DHHS debacles need fixing, not praise

Published December 15, 2013

Editorial by Fayetteville Observer, December 14, 2013.

We appreciate Gov. Pat McCrory's loyalty to his top administrators. It's likely that Aldona Wos, the state secretary of health and human services, appreciates it even more.

McCrory has had her back through nearly a year of meltdowns and gaffes that go back to the beginning of his administration. That includes a series of high-level hires that looked a lot like political payoffs; a Medicaid computer system that has left doctors, clinics and hospitals out millions of dollars in reimbursements; and a food-stamp computer system that left thousands of recipients dependent on soup kitchens and charitable food pantries.

Through it all, McCrory seemed outraged when Wos came under fire for her department's messes. The outrage was misplaced. It should be directed at the debacles the Department of Health and Human Services has created.

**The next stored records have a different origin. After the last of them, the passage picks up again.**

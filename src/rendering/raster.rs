/// Rasterization of a document subtree onto an RGBA bitmap.

use std::sync::Arc;
use std::time::Duration;

use async_trait::async_trait;
use image::imageops::{self, FilterType};
use image::{Rgba as Pixel, RgbaImage};

use crate::dom::{NodeId, Rgba, SharedDocument};
use crate::rendering::paint::{self, PaintCommand};
use crate::rendering::resources::{DefaultResourceLoader, ResourceLoader, ResourceRequest};
use crate::rendering::BitmapSurface;
use crate::{Error, Result};

/// Largest surface side in device pixels.
pub const MAX_CANVAS_SIDE: u32 = 32_767;
/// Largest surface area in device pixels.
pub const MAX_CANVAS_AREA: u64 = 268_435_456;

/// Options passed to a [`Rasterizer`] for one capture.
#[derive(Debug, Clone, PartialEq)]
pub struct RasterOptions {
    /// Device-pixel multiplier
    pub scale: f32,
    /// Explicit output width in CSS px (defaults to the node's border box)
    pub width: Option<f32>,
    /// Explicit output height in CSS px
    pub height: Option<f32>,
    /// Colour painted under the subtree
    pub background: Rgba,
    /// Upper bound for loading every referenced resource
    pub image_timeout: Duration,
}

impl Default for RasterOptions {
    fn default() -> Self {
        Self {
            scale: 2.0,
            width: None,
            height: None,
            background: Rgba::WHITE,
            image_timeout: Duration::from_millis(15000),
        }
    }
}

/// Paints a document subtree into a bitmap.
#[async_trait]
pub trait Rasterizer: Send + Sync {
    async fn rasterize(
        &self,
        document: &SharedDocument,
        node: NodeId,
        options: &RasterOptions,
    ) -> Result<BitmapSurface>;
}

/// Built-in CPU rasterizer.
///
/// Layout and display-list building happen under the document lock, image
/// loading happens without it, and painting runs on the blocking pool.
pub struct SoftwareRasterizer {
    loader: Arc<dyn ResourceLoader>,
}

impl SoftwareRasterizer {
    pub fn new() -> Result<Self> {
        Ok(Self::with_loader(Arc::new(DefaultResourceLoader::new()?)))
    }

    pub fn with_loader(loader: Arc<dyn ResourceLoader>) -> Self {
        Self { loader }
    }

    async fn load_images(
        &self,
        requests: Vec<(String, ResourceRequest)>,
    ) -> Result<Vec<(String, RgbaImage)>> {
        let loads = requests.into_iter().map(|(src, req)| {
            let loader = Arc::clone(&self.loader);
            async move {
                let bytes = loader.load(&req).await?;
                let decoded = image::load_from_memory(&bytes)
                    .map_err(|e| Error::Resource(format!("{}: {}", src, e)))?;
                Ok::<_, Error>((src, decoded.to_rgba8()))
            }
        });
        futures::future::join_all(loads).await.into_iter().collect()
    }
}

#[async_trait]
impl Rasterizer for SoftwareRasterizer {
    async fn rasterize(
        &self,
        document: &SharedDocument,
        node: NodeId,
        options: &RasterOptions,
    ) -> Result<BitmapSurface> {
        if !(options.scale.is_finite() && options.scale > 0.0) {
            return Err(Error::Rasterize(format!("invalid scale {}", options.scale)));
        }

        let (commands, css_width, css_height, requests) = {
            let doc = document
                .lock()
                .map_err(|_| Error::Rasterize("document lock poisoned".into()))?;
            let tree = doc.layout();
            let target = tree
                .find(node)
                .ok_or_else(|| Error::Rasterize("target produced no layout box".into()))?;
            let commands = paint::build_display_list(target);
            let width = options.width.unwrap_or(target.rect.width);
            let height = options.height.unwrap_or(target.rect.height);
            let mut requests = Vec::new();
            for src in paint::image_sources(&commands) {
                let req = ResourceRequest::resolve(&src, doc.base_url())
                    .map_err(|e| Error::Rasterize(e.to_string()))?;
                requests.push((src, req));
            }
            (commands, width, height, requests)
        };

        let px_width = (css_width * options.scale).round();
        let px_height = (css_height * options.scale).round();
        if !(px_width >= 1.0 && px_height >= 1.0) {
            return Err(Error::Rasterize("target has no paintable area".into()));
        }
        check_canvas_size(px_width, px_height)?;
        for cmd in &commands {
            if let PaintCommand::Image { width, height, .. } = cmd {
                check_canvas_size(
                    (width * options.scale).round().max(1.0),
                    (height * options.scale).round().max(1.0),
                )?;
            }
        }

        log::debug!(
            "rasterizing {} commands at {}x{} ({} images)",
            commands.len(),
            px_width,
            px_height,
            requests.len()
        );

        let timeout_ms = options.image_timeout.as_millis() as u64;
        let images = match tokio::time::timeout(options.image_timeout, self.load_images(requests)).await {
            Ok(loaded) => loaded.map_err(|e| Error::Rasterize(e.to_string()))?,
            Err(_) => {
                log::warn!("resource loading exceeded {}ms", timeout_ms);
                return Err(Error::RasterizeTimeout(timeout_ms));
            }
        };

        let scale = options.scale;
        let background = options.background;
        let (w, h) = (px_width as u32, px_height as u32);
        tokio::task::spawn_blocking(move || {
            let mut canvas = RgbaImage::from_pixel(w, h, Pixel(background.to_array()));
            for cmd in &commands {
                paint_command(&mut canvas, cmd, scale, &images);
            }
            BitmapSurface::new(canvas)
        })
        .await
        .map_err(|e| Error::Rasterize(format!("paint task failed: {}", e)))
    }
}

/// Rejects surfaces a browser canvas would refuse before anything is allocated.
fn check_canvas_size(px_width: f32, px_height: f32) -> Result<()> {
    let side = MAX_CANVAS_SIDE as f32;
    if !(px_width <= side && px_height <= side)
        || (px_width as u64) * (px_height as u64) > MAX_CANVAS_AREA
    {
        log::warn!("refusing {}x{} surface", px_width, px_height);
        return Err(Error::Rasterize("target exceeds maximum canvas size".into()));
    }
    Ok(())
}

fn paint_command(canvas: &mut RgbaImage, cmd: &PaintCommand, scale: f32, images: &[(String, RgbaImage)]) {
    match cmd {
        PaintCommand::SolidRect {
            x,
            y,
            width,
            height,
            rgba,
        } => fill_rect(canvas, *x * scale, *y * scale, *width * scale, *height * scale, *rgba),
        PaintCommand::Text {
            x,
            y,
            text,
            font_size,
            line_height,
            rgba,
        } => {
            // Block glyphs: one box per visible character on the text baseline
            let advance = font_size * 0.6;
            let glyph_top = y + (line_height - font_size * 0.7) / 2.0;
            for (i, ch) in text.chars().enumerate() {
                if ch.is_whitespace() {
                    continue;
                }
                let gx = x + i as f32 * advance + advance * 0.1;
                fill_rect(
                    canvas,
                    gx * scale,
                    glyph_top * scale,
                    advance * 0.8 * scale,
                    font_size * 0.7 * scale,
                    *rgba,
                );
            }
        }
        PaintCommand::Image {
            x,
            y,
            width,
            height,
            src,
            opacity,
        } => {
            let Some((_, img)) = images.iter().find(|(s, _)| s == src) else {
                return;
            };
            let w = (width * scale).round().max(1.0) as u32;
            let h = (height * scale).round().max(1.0) as u32;
            let mut resized = imageops::resize(img, w, h, FilterType::Triangle);
            if *opacity < 1.0 {
                for p in resized.pixels_mut() {
                    p.0[3] = (f32::from(p.0[3]) * opacity).round() as u8;
                }
            }
            imageops::overlay(
                canvas,
                &resized,
                (x * scale).round() as i64,
                (y * scale).round() as i64,
            );
        }
    }
}

/// Source-over fill of a rectangle, clipped to the canvas.
fn fill_rect(canvas: &mut RgbaImage, x: f32, y: f32, width: f32, height: f32, color: Rgba) {
    if color.a == 0 || width <= 0.0 || height <= 0.0 {
        return;
    }
    let (cw, ch) = (canvas.width() as f32, canvas.height() as f32);
    let x0 = x.round().clamp(0.0, cw) as u32;
    let y0 = y.round().clamp(0.0, ch) as u32;
    let x1 = (x + width).round().clamp(0.0, cw) as u32;
    let y1 = (y + height).round().clamp(0.0, ch) as u32;
    for py in y0..y1 {
        for px in x0..x1 {
            let dst = canvas.get_pixel_mut(px, py);
            *dst = blend(*dst, color);
        }
    }
}

fn blend(dst: Pixel<u8>, src: Rgba) -> Pixel<u8> {
    if src.a == 255 {
        return Pixel(src.to_array());
    }
    let sa = f32::from(src.a) / 255.0;
    let da = f32::from(dst.0[3]) / 255.0;
    let out_a = sa + da * (1.0 - sa);
    if out_a <= 0.0 {
        return Pixel([0, 0, 0, 0]);
    }
    let mix = |s: u8, d: u8| {
        ((f32::from(s) * sa + f32::from(d) * da * (1.0 - sa)) / out_a).round() as u8
    };
    Pixel([
        mix(src.r, dst.0[0]),
        mix(src.g, dst.0[1]),
        mix(src.b, dst.0[2]),
        (out_a * 255.0).round() as u8,
    ])
}

#[cfg(test)]
mod tests {
    use super::*;
    use crate::dom::Document;

    const FRAME: &str = r#"<html><body><div id="frame" style="width: 100px; height: 50px; background-color: #0000ff">
<p style="color: #000">two</p><p>lines</p></div></body></html>"#;

    #[tokio::test]
    async fn surface_is_scaled_border_box() {
        let doc = Document::parse(FRAME).into_shared();
        let node = doc.lock().unwrap().element_by_id("frame").unwrap();
        let r = SoftwareRasterizer::new().unwrap();
        let surface = r
            .rasterize(&doc, node, &RasterOptions { scale: 2.0, ..Default::default() })
            .await
            .unwrap();
        assert_eq!((surface.width(), surface.height()), (200, 100));
        // corner is the blue background, some glyph pixels are black
        assert_eq!(surface.image().get_pixel(0, 0).0, [0, 0, 255, 255]);
        assert!(surface.image().pixels().any(|p| p.0 == [0, 0, 0, 255]));
    }

    #[tokio::test]
    async fn explicit_bounds_override_natural_size() {
        let doc = Document::parse(FRAME).into_shared();
        let node = doc.lock().unwrap().element_by_id("frame").unwrap();
        let r = SoftwareRasterizer::new().unwrap();
        let opts = RasterOptions {
            scale: 1.0,
            width: Some(40.0),
            height: Some(30.0),
            ..Default::default()
        };
        let surface = r.rasterize(&doc, node, &opts).await.unwrap();
        assert_eq!((surface.width(), surface.height()), (40, 30));
    }

    #[tokio::test]
    async fn broken_image_fails_the_capture() {
        let html = r#"<html><body><div id="t" style="width: 10px; height: 10px">
<img src="data:image/png;base64,AAAA" width="4" height="4"></div></body></html>"#;
        let doc = Document::parse(html).into_shared();
        let node = doc.lock().unwrap().element_by_id("t").unwrap();
        let r = SoftwareRasterizer::new().unwrap();
        let err = r.rasterize(&doc, node, &RasterOptions::default()).await.unwrap_err();
        assert!(matches!(err, Error::Rasterize(_)), "{:?}", err);
    }

    #[tokio::test]
    async fn oversized_target_is_refused() {
        let html = r#"<html><body><div id="t" style="width: 100000000px; height: 100px"></div></body></html>"#;
        let doc = Document::parse(html).into_shared();
        let node = doc.lock().unwrap().element_by_id("t").unwrap();
        let r = SoftwareRasterizer::new().unwrap();
        let err = r.rasterize(&doc, node, &RasterOptions::default()).await.unwrap_err();
        assert!(matches!(err, Error::Rasterize(_)), "{:?}", err);
        assert!(err.to_string().contains("maximum canvas size"), "{}", err);

        // each side fits but the area does not
        let opts = RasterOptions {
            scale: 1.0,
            width: Some(30_000.0),
            height: Some(30_000.0),
            ..Default::default()
        };
        let err = r.rasterize(&doc, node, &opts).await.unwrap_err();
        assert!(matches!(err, Error::Rasterize(_)), "{:?}", err);
    }

    #[tokio::test]
    async fn oversized_image_is_refused_before_resizing() {
        let png = "iVBORw0KGgoAAAANSUhEUgAAAAEAAAABCAYAAAAfFcSJAAAADUlEQVR42mP8z8DwHwAFBQIAX8jx0gAAAABJRU5ErkJggg==";
        let html = format!(
            r#"<html><body><div id="t" style="width: 10px; height: 10px">
<img src="data:image/png;base64,{}" width="50000" height="4"></div></body></html>"#,
            png
        );
        let doc = Document::parse(&html).into_shared();
        let node = doc.lock().unwrap().element_by_id("t").unwrap();
        let r = SoftwareRasterizer::new().unwrap();
        let opts = RasterOptions { scale: 1.0, width: Some(10.0), height: Some(10.0), ..Default::default() };
        let err = r.rasterize(&doc, node, &opts).await.unwrap_err();
        assert!(err.to_string().contains("maximum canvas size"), "{}", err);
    }

    #[test]
    fn blend_half_alpha_over_white() {
        let out = blend(Pixel([255, 255, 255, 255]), Rgba { r: 0, g: 0, b: 0, a: 128 });
        assert_eq!(out.0[3], 255);
        assert!(out.0[0] > 120 && out.0[0] < 135);
    }
}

We're not suggesting that managing the biggest, most expensive department in state government is easy. But we do wonder whether Wos - a physician, political fundraiser and former ambassador - has the expertise to run it.

Wos is smart. She can be charming and certainly is feisty. Her department badly needed streamlining. It especially needed new computer systems to better manage big-ticket programs such as Medicaid, the health-insurance program for the poor, and food stamps. But the new programs were brought online before they were fully tested and without a safety net.

Recent Associated Press reports showed that while Wos was blaming the food-stamp problem on poor training by county agencies, her department's internal assessments faulted in-house technical problems - most counties were doing the job right.

Last week, Health and Human Services' Chief Information Officer Joe Cooper told lawmakers that the Medicaid processing system was working well. The state employees running the system, he said, should be "congratulated on seeing this project through a successful launch."

A day earlier, State Auditor Beth Wood released a report on the NCTracks Medicaid system that told a different story. Through October, more than 3,200 program defects have been found in NCTracks software. And the N.C. Medical Society, many of whose members are still waiting for Medicaid reimbursements, said it hoped the audit would lead the state to "fix NCTracks once and for all."

We need more accountability at Health and Human Services, fewer excuses, and much less unearned praise.